§ **Task details**:
Filtering the records below, copy only those lines that include the word "PreviewSettings".

======== The data ========

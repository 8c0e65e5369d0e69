// SPDX-License-Identifier: GPL-3.0-only

//! Capture parameter store
//!
//! Single owner of zoom, exposure, flash, torch and facing for one session.
//! Every setter enforces its own rule; nothing else mutates the fields.

use crate::backends::camera::types::{
    CameraFacing, FlashMode, PhotoOptions, PreviewSettings, TorchMode,
};
use crate::constants::{DEFAULT_NEUTRAL_ZOOM, MAX_ZOOM, MIN_ZOOM, ZOOM_RESET_SENTINEL};
use tracing::{debug, warn};

#[derive(Debug, Clone, PartialEq)]
pub struct CaptureParameters {
    zoom: f64,
    exposure: f64,
    flash: FlashMode,
    torch: TorchMode,
    facing: CameraFacing,
    /// Neutral zoom of the active device, target of the reset sentinel
    neutral_zoom: f64,
}

impl CaptureParameters {
    /// Create the store from the device default zoom
    pub fn new(neutral_zoom: f64, facing: CameraFacing) -> Self {
        let neutral_zoom = clamp_zoom(neutral_zoom).unwrap_or(DEFAULT_NEUTRAL_ZOOM);
        Self {
            zoom: neutral_zoom,
            exposure: 0.0,
            flash: FlashMode::Off,
            torch: TorchMode::Off,
            facing,
            neutral_zoom,
        }
    }

    pub fn zoom(&self) -> f64 {
        self.zoom
    }

    pub fn exposure(&self) -> f64 {
        self.exposure
    }

    pub fn flash(&self) -> FlashMode {
        self.flash
    }

    pub fn torch(&self) -> TorchMode {
        self.torch
    }

    pub fn facing(&self) -> CameraFacing {
        self.facing
    }

    pub fn neutral_zoom(&self) -> f64 {
        self.neutral_zoom
    }

    /// Set the zoom factor, clamped to `[MIN_ZOOM, MAX_ZOOM]`
    ///
    /// `ZOOM_RESET_SENTINEL` (-1) resets to the device neutral zoom instead of
    /// being clamped. Non-finite requests are ignored.
    pub fn set_zoom(&mut self, requested: f64) {
        if requested == ZOOM_RESET_SENTINEL {
            self.zoom = self.neutral_zoom;
            debug!(zoom = self.zoom, "Zoom reset to neutral");
            return;
        }
        match clamp_zoom(requested) {
            Some(zoom) => {
                self.zoom = zoom;
                debug!(requested, zoom, "Zoom set");
            }
            None => warn!(requested, "Ignoring non-finite zoom"),
        }
    }

    /// Set the exposure value
    ///
    /// The exposure panel only emits members of the platform option set, so
    /// membership is not checked here.
    pub fn set_exposure(&mut self, exposure: f64) {
        self.exposure = exposure;
        debug!(exposure, "Exposure set");
    }

    pub fn set_flash(&mut self, flash: FlashMode) {
        self.flash = flash;
    }

    pub fn set_torch(&mut self, torch: TorchMode) {
        self.torch = torch;
    }

    pub fn set_facing(&mut self, facing: CameraFacing) {
        self.facing = facing;
    }

    pub fn toggle_flash(&mut self) {
        self.set_flash(self.flash.toggled());
    }

    pub fn toggle_torch(&mut self) {
        self.set_torch(self.torch.toggled());
    }

    pub fn toggle_facing(&mut self) {
        self.set_facing(self.facing.toggled());
    }

    /// Track the neutral zoom of a newly selected device
    ///
    /// The current zoom is left alone: facing and zoom are independent.
    pub fn set_neutral_zoom(&mut self, neutral_zoom: f64) {
        if let Some(neutral) = clamp_zoom(neutral_zoom) {
            self.neutral_zoom = neutral;
        }
    }

    /// Values the live preview is bound with
    pub fn preview_settings(&self) -> PreviewSettings {
        PreviewSettings {
            zoom: self.zoom,
            exposure: self.exposure,
            torch: self.torch,
        }
    }

    pub fn photo_options(&self, enable_shutter_sound: bool) -> PhotoOptions {
        PhotoOptions {
            flash: self.flash,
            enable_shutter_sound,
        }
    }

    /// Overlay text shown on top of the preview
    pub fn status_text(&self) -> String {
        format!("Exposure: {} | Zoom: x{}", self.exposure, self.zoom)
    }
}

fn clamp_zoom(zoom: f64) -> Option<f64> {
    zoom.is_finite().then(|| zoom.clamp(MIN_ZOOM, MAX_ZOOM))
}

========

§ **Expected output**:
    CameraFacing, FlashMode, PhotoOptions, PreviewSettings, TorchMode,
    pub fn preview_settings(&self) -> PreviewSettings {
        PreviewSettings {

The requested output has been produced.